● YOUR INSTRUCTIONS
Your task is to repeat the entries exactly from their first line through the line with "将 serde_json 的错误归类", and to stop there.

Saved entries
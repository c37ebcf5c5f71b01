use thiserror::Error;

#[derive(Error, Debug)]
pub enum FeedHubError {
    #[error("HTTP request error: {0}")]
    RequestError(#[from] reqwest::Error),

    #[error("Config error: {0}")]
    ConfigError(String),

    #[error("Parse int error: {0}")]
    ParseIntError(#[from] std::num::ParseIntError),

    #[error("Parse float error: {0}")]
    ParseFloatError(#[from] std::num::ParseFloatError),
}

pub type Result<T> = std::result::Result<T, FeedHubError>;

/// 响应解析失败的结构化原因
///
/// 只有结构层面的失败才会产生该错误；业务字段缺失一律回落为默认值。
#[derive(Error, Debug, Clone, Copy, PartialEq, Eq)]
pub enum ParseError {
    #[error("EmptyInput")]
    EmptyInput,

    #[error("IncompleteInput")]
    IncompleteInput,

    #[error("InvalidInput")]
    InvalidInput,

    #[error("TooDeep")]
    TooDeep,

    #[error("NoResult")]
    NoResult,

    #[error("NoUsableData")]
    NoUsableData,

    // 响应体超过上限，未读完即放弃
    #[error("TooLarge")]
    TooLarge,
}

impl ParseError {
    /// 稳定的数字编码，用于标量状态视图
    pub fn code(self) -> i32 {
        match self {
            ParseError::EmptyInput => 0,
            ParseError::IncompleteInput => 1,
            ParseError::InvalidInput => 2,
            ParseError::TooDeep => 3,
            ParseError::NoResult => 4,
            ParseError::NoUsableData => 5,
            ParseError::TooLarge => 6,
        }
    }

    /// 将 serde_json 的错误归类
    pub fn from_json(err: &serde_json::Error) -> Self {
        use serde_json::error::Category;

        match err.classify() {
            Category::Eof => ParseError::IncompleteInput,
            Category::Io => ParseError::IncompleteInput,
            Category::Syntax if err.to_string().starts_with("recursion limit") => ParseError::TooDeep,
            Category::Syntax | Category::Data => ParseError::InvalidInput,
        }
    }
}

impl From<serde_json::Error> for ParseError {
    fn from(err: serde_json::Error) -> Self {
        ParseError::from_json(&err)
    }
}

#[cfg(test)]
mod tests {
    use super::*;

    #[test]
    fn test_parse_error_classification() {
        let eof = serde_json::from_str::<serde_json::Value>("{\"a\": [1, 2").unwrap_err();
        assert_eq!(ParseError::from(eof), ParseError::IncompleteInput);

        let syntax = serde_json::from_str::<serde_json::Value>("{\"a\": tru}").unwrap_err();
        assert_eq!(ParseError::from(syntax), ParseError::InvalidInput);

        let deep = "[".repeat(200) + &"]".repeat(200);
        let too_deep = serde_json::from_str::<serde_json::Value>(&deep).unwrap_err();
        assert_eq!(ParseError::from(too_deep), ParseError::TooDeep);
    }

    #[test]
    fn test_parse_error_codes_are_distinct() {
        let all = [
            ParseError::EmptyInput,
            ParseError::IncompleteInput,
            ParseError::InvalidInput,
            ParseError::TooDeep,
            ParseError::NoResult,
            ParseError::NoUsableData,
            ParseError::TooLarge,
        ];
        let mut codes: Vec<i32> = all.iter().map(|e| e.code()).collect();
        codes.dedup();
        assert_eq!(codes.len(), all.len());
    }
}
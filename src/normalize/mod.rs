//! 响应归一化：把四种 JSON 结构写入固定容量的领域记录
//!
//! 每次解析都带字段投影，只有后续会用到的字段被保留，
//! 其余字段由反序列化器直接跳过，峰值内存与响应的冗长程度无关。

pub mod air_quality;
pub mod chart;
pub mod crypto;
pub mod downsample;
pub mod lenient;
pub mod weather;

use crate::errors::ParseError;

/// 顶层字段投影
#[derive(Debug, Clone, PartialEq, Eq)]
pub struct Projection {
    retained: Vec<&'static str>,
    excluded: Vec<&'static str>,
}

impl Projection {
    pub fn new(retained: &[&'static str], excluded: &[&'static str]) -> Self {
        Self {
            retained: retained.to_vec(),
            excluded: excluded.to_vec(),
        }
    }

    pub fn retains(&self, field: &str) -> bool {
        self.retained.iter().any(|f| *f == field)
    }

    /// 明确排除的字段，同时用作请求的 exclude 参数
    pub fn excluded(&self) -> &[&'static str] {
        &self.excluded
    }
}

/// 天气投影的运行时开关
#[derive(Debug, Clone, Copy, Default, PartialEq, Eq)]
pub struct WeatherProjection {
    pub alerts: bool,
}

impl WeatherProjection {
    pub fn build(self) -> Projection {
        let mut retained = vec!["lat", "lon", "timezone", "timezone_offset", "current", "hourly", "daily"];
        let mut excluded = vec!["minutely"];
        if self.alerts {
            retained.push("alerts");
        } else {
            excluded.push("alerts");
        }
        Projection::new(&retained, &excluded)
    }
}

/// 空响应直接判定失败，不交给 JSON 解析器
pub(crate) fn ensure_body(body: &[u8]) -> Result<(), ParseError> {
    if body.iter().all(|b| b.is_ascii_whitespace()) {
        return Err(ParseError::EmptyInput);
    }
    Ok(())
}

● OUTPUT BELOW
repository c37ebcf5c5f71b01
use thiserror::Error;

#[derive(Error, Debug)]
pub enum FeedHubError {
    #[error("HTTP request error: {0}")]
    RequestError(#[from] reqwest::Error),

    #[error("Config error: {0}")]
    ConfigError(String),

    #[error("Parse int error: {0}")]
    ParseIntError(#[from] std::num::ParseIntError),

    #[error("Parse float error: {0}")]
    ParseFloatError(#[from] std::num::ParseFloatError),
}

pub type Result<T> = std::result::Result<T, FeedHubError>;

/// 响应解析失败的结构化原因
///
/// 只有结构层面的失败才会产生该错误；业务字段缺失一律回落为默认值。
#[derive(Error, Debug, Clone, Copy, PartialEq, Eq)]
pub enum ParseError {
    #[error("EmptyInput")]
    EmptyInput,

    #[error("IncompleteInput")]
    IncompleteInput,

    #[error("InvalidInput")]
    InvalidInput,

    #[error("TooDeep")]
    TooDeep,

    #[error("NoResult")]
    NoResult,

    #[error("NoUsableData")]
    NoUsableData,

    // 响应体超过上限，未读完即放弃
    #[error("TooLarge")]
    TooLarge,
}

impl ParseError {
    /// 稳定的数字编码，用于标量状态视图
    pub fn code(self) -> i32 {
        match self {
            ParseError::EmptyInput => 0,
            ParseError::IncompleteInput => 1,
            ParseError::InvalidInput => 2,
            ParseError::TooDeep => 3,
            ParseError::NoResult => 4,
            ParseError::NoUsableData => 5,
            ParseError::TooLarge => 6,
        }
    }

    /// 将 serde_json 的错误归类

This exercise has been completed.